[Extracted records]
§

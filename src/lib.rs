//! # Recall - query cache, mutation runner and API error boundary
//!
//! Recall is the data layer of a learning-content application (flashcards,
//! idea sets, reports, tags). It follows a message-driven architecture: reads
//! are long-lived [`Subscription`](subscription::Subscription)s that deliver
//! query results as messages, and writes are [`Command`](command::Command)s
//! whose outcome flows back as a message.
//!
//! ## Core Components
//!
//! - [`QueryClient`](subscription::http::QueryClient): keyed cache of read results with
//!   staleness, invalidation, request coalescing and last-write-wins ordering
//! - [`Mutation`](subscription::http::Mutation): write runner with a pending flag and a
//!   record of the latest outcome
//! - [`SubscriptionManager`](subscription::SubscriptionManager): mounts and disposes
//!   subscriptions; a disposed subscription never delivers another message
//! - [`context`]: search and settings providers with an explicit mount lifecycle
//! - [`api`]: typed endpoints and cache keys
//! - [`server`]: an axum router whose errors are normalized into one response shape
//!
//! ## Example
//!
//! ```rust,no_run
//! use std::sync::Arc;
//!
//! use recall::api::Api;
//! use recall::subscription::http::{HttpClient, QueryClient, QueryResult};
//! use recall::subscription::{Subscription, SubscriptionManager};
//!
//! #[derive(Debug)]
//! enum Message {
//!     Tags(QueryResult<Vec<recall::api::Tag>>),
//! }
//!
//! # async fn demo() -> Result<(), Box<dyn std::error::Error>> {
//! let api = Api::new(
//!     HttpClient::new("http://127.0.0.1:3000")?,
//!     Arc::new(QueryClient::new()),
//! );
//!
//! let mut subscriptions = SubscriptionManager::new();
//! subscriptions.update(vec![Subscription::new(api.tags()).map(Message::Tags)]);
//!
//! while let Some(Message::Tags(result)) = subscriptions.recv().await {
//!     if let Some(tags) = result.data() {
//!         println!("{} tags", tags.len());
//!         break;
//!     }
//! }
//! # Ok(())
//! # }
//! ```

pub mod api;
pub mod command;
pub mod config;
pub mod context;
pub mod prelude;
pub mod server;
pub mod subscription;
use futures::{
    FutureExt, Stream, StreamExt,
    stream::{BoxStream, select_all},
};
use tokio::sync::mpsc;
use tokio::task::JoinHandle;

/// A command that can be executed to perform side effects.
///
/// Commands represent asynchronous operations that produce messages, such as a
/// mutation whose result should flow back into the owner's update loop.
///
/// # Examples
///
/// ```
/// use recall::command::Command;
///
/// enum Message {
///     GotResult(i32),
/// }
///
/// // Create a command that performs an async operation
/// let cmd = Command::perform(
///     async { 42 },
///     |result| Message::GotResult(result)
/// );
/// ```
pub struct Command<Msg: Send + 'static> {
    pub(crate) stream: Option<BoxStream<'static, Msg>>,
}

impl<Msg: Send + 'static> Command<Msg> {
    /// Create a command that does nothing.
    ///
    /// ```
    /// use recall::command::Command;
    ///
    /// let cmd: Command<i32> = Command::none();
    /// assert!(cmd.is_none());
    /// ```
    #[must_use]
    pub fn none() -> Self {
        Self { stream: None }
    }

    /// Perform an asynchronous operation and convert its result to a message.
    ///
    /// # Arguments
    ///
    /// * `future` - The async operation to perform
    /// * `f` - Function to convert the result into a message
    pub fn perform<A>(
        future: impl Future<Output = A> + Send + 'static,
        f: impl FnOnce(A) -> Msg + Send + 'static,
    ) -> Self {
        Self::future(future.map(f))
    }

    /// Create a command from a future that produces a message.
    ///
    /// ```
    /// use recall::command::Command;
    ///
    /// let cmd = Command::future(async { 42 });
    /// ```
    pub fn future(future: impl Future<Output = Msg> + Send + 'static) -> Self {
        Self {
            stream: Some(future.into_stream().boxed()),
        }
    }

    /// Batch multiple commands into a single command.
    ///
    /// All commands will be executed concurrently. The order in which
    /// messages arrive is not guaranteed. Commands that are `Command::none()`
    /// are automatically filtered out.
    pub fn batch(commands: impl IntoIterator<Item = Self>) -> Self {
        let streams: Vec<_> = commands.into_iter().filter_map(|cmd| cmd.stream).collect();

        if streams.is_empty() {
            Self::none()
        } else {
            Self {
                stream: Some(select_all(streams).boxed()),
            }
        }
    }

    /// Create a command from a stream of messages.
    pub fn stream(stream: impl Stream<Item = Msg> + Send + 'static) -> Self {
        Self {
            stream: Some(stream.boxed()),
        }
    }

    /// Convert every message this command produces.
    #[must_use]
    pub fn map<U: Send + 'static>(self, f: impl Fn(Msg) -> U + Send + 'static) -> Command<U> {
        Command {
            stream: self.stream.map(|stream| stream.map(f).boxed()),
        }
    }

    /// Returns `true` if the command produces nothing.
    #[must_use]
    pub const fn is_none(&self) -> bool {
        self.stream.is_none()
    }

    /// Returns the underlying message stream, or `None` for `Command::none()`.
    #[must_use]
    pub fn into_stream(self) -> Option<BoxStream<'static, Msg>> {
        self.stream
    }

    /// Runs the command on the tokio runtime, forwarding every message to `tx`.
    ///
    /// Returns `None` for `Command::none()`. Forwarding stops once the receiver
    /// is dropped.
    pub fn spawn(self, tx: mpsc::UnboundedSender<Msg>) -> Option<JoinHandle<()>> {
        let mut stream = self.stream?;
        Some(tokio::spawn(async move {
            while let Some(msg) = stream.next().await {
                if tx.send(msg).is_err() {
                    break;
                }
            }
        }))
    }
}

§

Please go line by line through the records above, copying each one that holds the string "GotResult".

= Response to the exercise =
///     GotResult(i32),
///     |result| Message::GotResult(result)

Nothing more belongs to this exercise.